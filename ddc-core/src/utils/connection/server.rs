//! HTTP Control Server Module
//!
//! This module defines the control server using the `picoserve` framework.
//! It serves the control page, turns `/control` queries into steering
//! commands on the shared [`MotionSystem`], and reports the safety window on
//! `/status`.

extern crate alloc;

use alloc::string::String;

use embassy_net::Stack;
use embassy_time::Duration;
use embedded_io_async::Read;
use picoserve::{
    extract::FromRequest,
    request::{RequestBody, RequestParts},
    response::{File, Response, StatusCode},
    url_encoded::{deserialize_form, UrlEncodedString},
    Router,
};
use serde::Deserialize;

use crate::utils::{
    controllers::{Clock, CommandError, DutyOutput, MotionSystem},
    frontend::INDEX_HTML,
};

/// HTTP status used to report a failed control request.
pub fn status_for(error: CommandError) -> StatusCode {
    match error {
        CommandError::MalformedRequest | CommandError::UnrecognizedCommand => {
            StatusCode::BAD_REQUEST
        }
        CommandError::PeripheralFault => StatusCode::INTERNAL_SERVER_ERROR,
    }
}

/// Body of `/status`.
pub const fn status_phrase(within_window: bool) -> &'static str {
    if within_window {
        "ok"
    } else {
        "timeout"
    }
}

/// Creates the control server and serves until the device resets.
pub async fn run<P, C>(
    id: usize,
    port: u16,
    stack: Stack<'static>,
    motion: &'static MotionSystem<P, C>,
    config: Option<&'static picoserve::Config<Duration>>,
) -> !
where
    P: DutyOutput + 'static,
    C: Clock + 'static,
{
    let default_config = picoserve::Config::new(picoserve::Timeouts {
        start_read_request: Some(Duration::from_secs(5)),
        persistent_start_read_request: None,
        read_request: Some(Duration::from_secs(1)),
        write: Some(Duration::from_secs(5)),
    });

    let config = config.unwrap_or(&default_config);

    let router = Router::new()
        .route("/", picoserve::routing::get_service(File::html(INDEX_HTML)))
        .route(
            "/control",
            picoserve::routing::get(move |params: ControlParams| async move {
                let result = match params.query {
                    Ok(query) => {
                        motion
                            .control(query.cmd.as_deref(), query.speed.as_deref())
                            .await
                    }
                    Err(error) => Err(error),
                };

                let (status, body) = match result {
                    Ok(action) => (StatusCode::OK, action),
                    Err(error) => {
                        tracing::warn!(%error, "control request rejected");
                        (status_for(error), error.message())
                    }
                };
                Response::new(status, body)
            }),
        )
        .route(
            "/status",
            picoserve::routing::get(move || async move {
                status_phrase(motion.is_within_safety_window().await)
            }),
        );

    if let Some(ip_cfg) = stack.config_v4() {
        tracing::info!("Starting server at {}:{}", ip_cfg.address, port);
    } else {
        tracing::warn!(
            "Starting control server on port {port}, but no IPv4 address is assigned yet!"
        );
    }

    let (mut rx_buffer, mut tx_buffer, mut http_buffer) = ([0; 1024], [0; 1024], [0; 2048]);

    picoserve::listen_and_serve_with_state(
        id,
        &router,
        config,
        stack,
        port,
        &mut rx_buffer,
        &mut tx_buffer,
        &mut http_buffer,
        &(),
    )
    .await
}

/// Query string of `/control`, e.g. `?cmd=forward&speed=180`.
///
/// Both fields are kept as text; validation belongs to the interpreter.
#[derive(Debug, Default, Deserialize)]
pub struct ControlQuery {
    #[serde(default)]
    pub cmd: Option<String>,
    #[serde(default)]
    pub speed: Option<String>,
}

/// Decode a `/control` query string.
///
/// A missing or undecodable query, or one without a non-empty `cmd`, is a
/// [`CommandError::MalformedRequest`].
pub fn parse_query(query: Option<UrlEncodedString<'_>>) -> Result<ControlQuery, CommandError> {
    let query = query.ok_or(CommandError::MalformedRequest)?;
    let query = deserialize_form::<ControlQuery>(query).map_err(|_| {
        tracing::warn!(?query, "undecodable control query");
        CommandError::MalformedRequest
    })?;

    match query.cmd.as_deref() {
        Some(cmd) if !cmd.is_empty() => Ok(query),
        _ => Err(CommandError::MalformedRequest),
    }
}

/// Extracted `/control` parameters.
///
/// Extraction never rejects the request: a bad query is carried as
/// [`CommandError::MalformedRequest`] so the handler can answer with its own
/// status and phrase.
pub struct ControlParams {
    pub query: Result<ControlQuery, CommandError>,
}

impl<'r, S> FromRequest<'r, S> for ControlParams {
    type Rejection = core::convert::Infallible;

    async fn from_request<R: Read>(
        _state: &'r S,
        parts: RequestParts<'r>,
        _body: RequestBody<'r, R>,
    ) -> Result<Self, Self::Rejection> {
        Ok(ControlParams {
            query: parse_query(parts.query()),
        })
    }
}

#[cfg(test)]
mod tests {
    use super::*;

    #[test]
    fn test_status_phrases() {
        assert_eq!(status_phrase(true), "ok");
        assert_eq!(status_phrase(false), "timeout");
    }

    #[test]
    fn test_error_status_codes() {
        assert_eq!(status_for(CommandError::MalformedRequest).as_u16(), 400);
        assert_eq!(status_for(CommandError::UnrecognizedCommand).as_u16(), 400);
        assert_eq!(status_for(CommandError::PeripheralFault).as_u16(), 500);
    }

    #[test]
    fn test_query_decoding() {
        let query = parse_query(Some(UrlEncodedString("cmd=forward&speed=180"))).unwrap();
        assert_eq!(query.cmd.as_deref(), Some("forward"));
        assert_eq!(query.speed.as_deref(), Some("180"));

        let query = parse_query(Some(UrlEncodedString("cmd=stop"))).unwrap();
        assert_eq!(query.cmd.as_deref(), Some("stop"));
        assert_eq!(query.speed, None);
    }

    #[test]
    fn test_empty_speed_is_kept_as_text() {
        let query = parse_query(Some(UrlEncodedString("cmd=forward&speed="))).unwrap();
        assert_eq!(query.speed.as_deref(), Some(""));
    }

    #[test]
    fn test_malformed_queries() {
        assert!(matches!(parse_query(None), Err(CommandError::MalformedRequest)));
        for raw in ["speed=3", "cmd=&speed=3", "cmd", ""] {
            assert!(
                matches!(
                    parse_query(Some(UrlEncodedString(raw))),
                    Err(CommandError::MalformedRequest)
                ),
                "query={raw:?}"
            );
        }
    }
}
• • • • •
What you will do: To complete this exercise, set down every line above exactly once more.

Exercise response:
filename ddc-core/src/utils/connection/server.rs
//! HTTP Control Server Module
//!
//! This module defines the control server using the `picoserve` framework.
//! It serves the control page, turns `/control` queries into steering
//! commands on the shared [`MotionSystem`], and reports the safety window on
//! `/status`.

extern crate alloc;

use alloc::string::String;

use embassy_net::Stack;
use embassy_time::Duration;
use embedded_io_async::Read;
use picoserve::{
    extract::FromRequest,
    request::{RequestBody, RequestParts},
    response::{File, Response, StatusCode},
    url_encoded::{deserialize_form, UrlEncodedString},
    Router,
};
use serde::Deserialize;

use crate::utils::{
    controllers::{Clock, CommandError, DutyOutput, MotionSystem},
    frontend::INDEX_HTML,
};

/// HTTP status used to report a failed control request.
pub fn status_for(error: CommandError) -> StatusCode {
    match error {
        CommandError::MalformedRequest | CommandError::UnrecognizedCommand => {
            StatusCode::BAD_REQUEST
        }
        CommandError::PeripheralFault => StatusCode::INTERNAL_SERVER_ERROR,
    }
}

/// Body of `/status`.
pub const fn status_phrase(within_window: bool) -> &'static str {
    if within_window {
        "ok"
    } else {
        "timeout"
    }
}

/// Creates the control server and serves until the device resets.
pub async fn run<P, C>(
    id: usize,
    port: u16,
    stack: Stack<'static>,
    motion: &'static MotionSystem<P, C>,
    config: Option<&'static picoserve::Config<Duration>>,
) -> !
where
    P: DutyOutput + 'static,
    C: Clock + 'static,
{
    let default_config = picoserve::Config::new(picoserve::Timeouts {
        start_read_request: Some(Duration::from_secs(5)),
        persistent_start_read_request: None,
        read_request: Some(Duration::from_secs(1)),
        write: Some(Duration::from_secs(5)),
    });

    let config = config.unwrap_or(&default_config);

    let router = Router::new()
        .route("/", picoserve::routing::get_service(File::html(INDEX_HTML)))
        .route(
            "/control",
            picoserve::routing::get(move |params: ControlParams| async move {
                let result = match params.query {
                    Ok(query) => {
                        motion
                            .control(query.cmd.as_deref(), query.speed.as_deref())
                            .await
                    }
                    Err(error) => Err(error),
                };

                let (status, body) = match result {
                    Ok(action) => (StatusCode::OK, action),
                    Err(error) => {
                        tracing::warn!(%error, "control request rejected");
                        (status_for(error), error.message())
                    }
                };
                Response::new(status, body)
            }),
        )
        .route(
            "/status",
            picoserve::routing::get(move || async move {
                status_phrase(motion.is_within_safety_window().await)
            }),
        );

    if let Some(ip_cfg) = stack.config_v4() {
        tracing::info!("Starting server at {}:{}", ip_cfg.address, port);
    } else {
        tracing::warn!(
            "Starting control server on port {port}, but no IPv4 address is assigned yet!"
        );
    }

    let (mut rx_buffer, mut tx_buffer, mut http_buffer) = ([0; 1024], [0; 1024], [0; 2048]);

    picoserve::listen_and_serve_with_state(
        id,
        &router,
        config,
        stack,
        port,
        &mut rx_buffer,
        &mut tx_buffer,
        &mut http_buffer,
        &(),
    )
    .await
}

/// Query string of `/control`, e.g. `?cmd=forward&speed=180`.
///
/// Both fields are kept as text; validation belongs to the interpreter.
#[derive(Debug, Default, Deserialize)]
pub struct ControlQuery {
    #[serde(default)]
    pub cmd: Option<String>,
    #[serde(default)]
    pub speed: Option<String>,
}

/// Decode a `/control` query string.
///
/// A missing or undecodable query, or one without a non-empty `cmd`, is a
/// [`CommandError::MalformedRequest`].
pub fn parse_query(query: Option<UrlEncodedString<'_>>) -> Result<ControlQuery, CommandError> {
    let query = query.ok_or(CommandError::MalformedRequest)?;
    let query = deserialize_form::<ControlQuery>(query).map_err(|_| {
        tracing::warn!(?query, "undecodable control query");
        CommandError::MalformedRequest
    })?;

    match query.cmd.as_deref() {
        Some(cmd) if !cmd.is_empty() => Ok(query),
        _ => Err(CommandError::MalformedRequest),
    }
}

/// Extracted `/control` parameters.
///
/// Extraction never rejects the request: a bad query is carried as
/// [`CommandError::MalformedRequest`] so the handler can answer with its own
/// status and phrase.
pub struct ControlParams {
    pub query: Result<ControlQuery, CommandError>,
}

impl<'r, S> FromRequest<'r, S> for ControlParams {
    type Rejection = core::convert::Infallible;

    async fn from_request<R: Read>(
        _state: &'r S,
        parts: RequestParts<'r>,
        _body: RequestBody<'r, R>,
    ) -> Result<Self, Self::Rejection> {
        Ok(ControlParams {
            query: parse_query(parts.query()),
        })
    }
}

#[cfg(test)]
mod tests {
    use super::*;

    #[test]
    fn test_status_phrases() {
        assert_eq!(status_phrase(true), "ok");
        assert_eq!(status_phrase(false), "timeout");
    }

    #[test]
    fn test_error_status_codes() {
        assert_eq!(status_for(CommandError::MalformedRequest).as_u16(), 400);
        assert_eq!(status_for(CommandError::UnrecognizedCommand).as_u16(), 400);
        assert_eq!(status_for(CommandError::PeripheralFault).as_u16(), 500);
    }

    #[test]
    fn test_query_decoding() {
        let query = parse_query(Some(UrlEncodedString("cmd=forward&speed=180"))).unwrap();
        assert_eq!(query.cmd.as_deref(), Some("forward"));
        assert_eq!(query.speed.as_deref(), Some("180"));

        let query = parse_query(Some(UrlEncodedString("cmd=stop"))).unwrap();
        assert_eq!(query.cmd.as_deref(), Some("stop"));
        assert_eq!(query.speed, None);
    }

    #[test]
    fn test_empty_speed_is_kept_as_text() {
        let query = parse_query(Some(UrlEncodedString("cmd=forward&speed="))).unwrap();
        assert_eq!(query.speed.as_deref(), Some(""));
    }

    #[test]
    fn test_malformed_queries() {
        assert!(matches!(parse_query(None), Err(CommandError::MalformedRequest)));
        for raw in ["speed=3", "cmd=&speed=3", "cmd", ""] {
            assert!(
                matches!(
                    parse_query(Some(UrlEncodedString(raw))),
                    Err(CommandError::MalformedRequest)
                ),
                "query={raw:?}"
            );
        }
    }
}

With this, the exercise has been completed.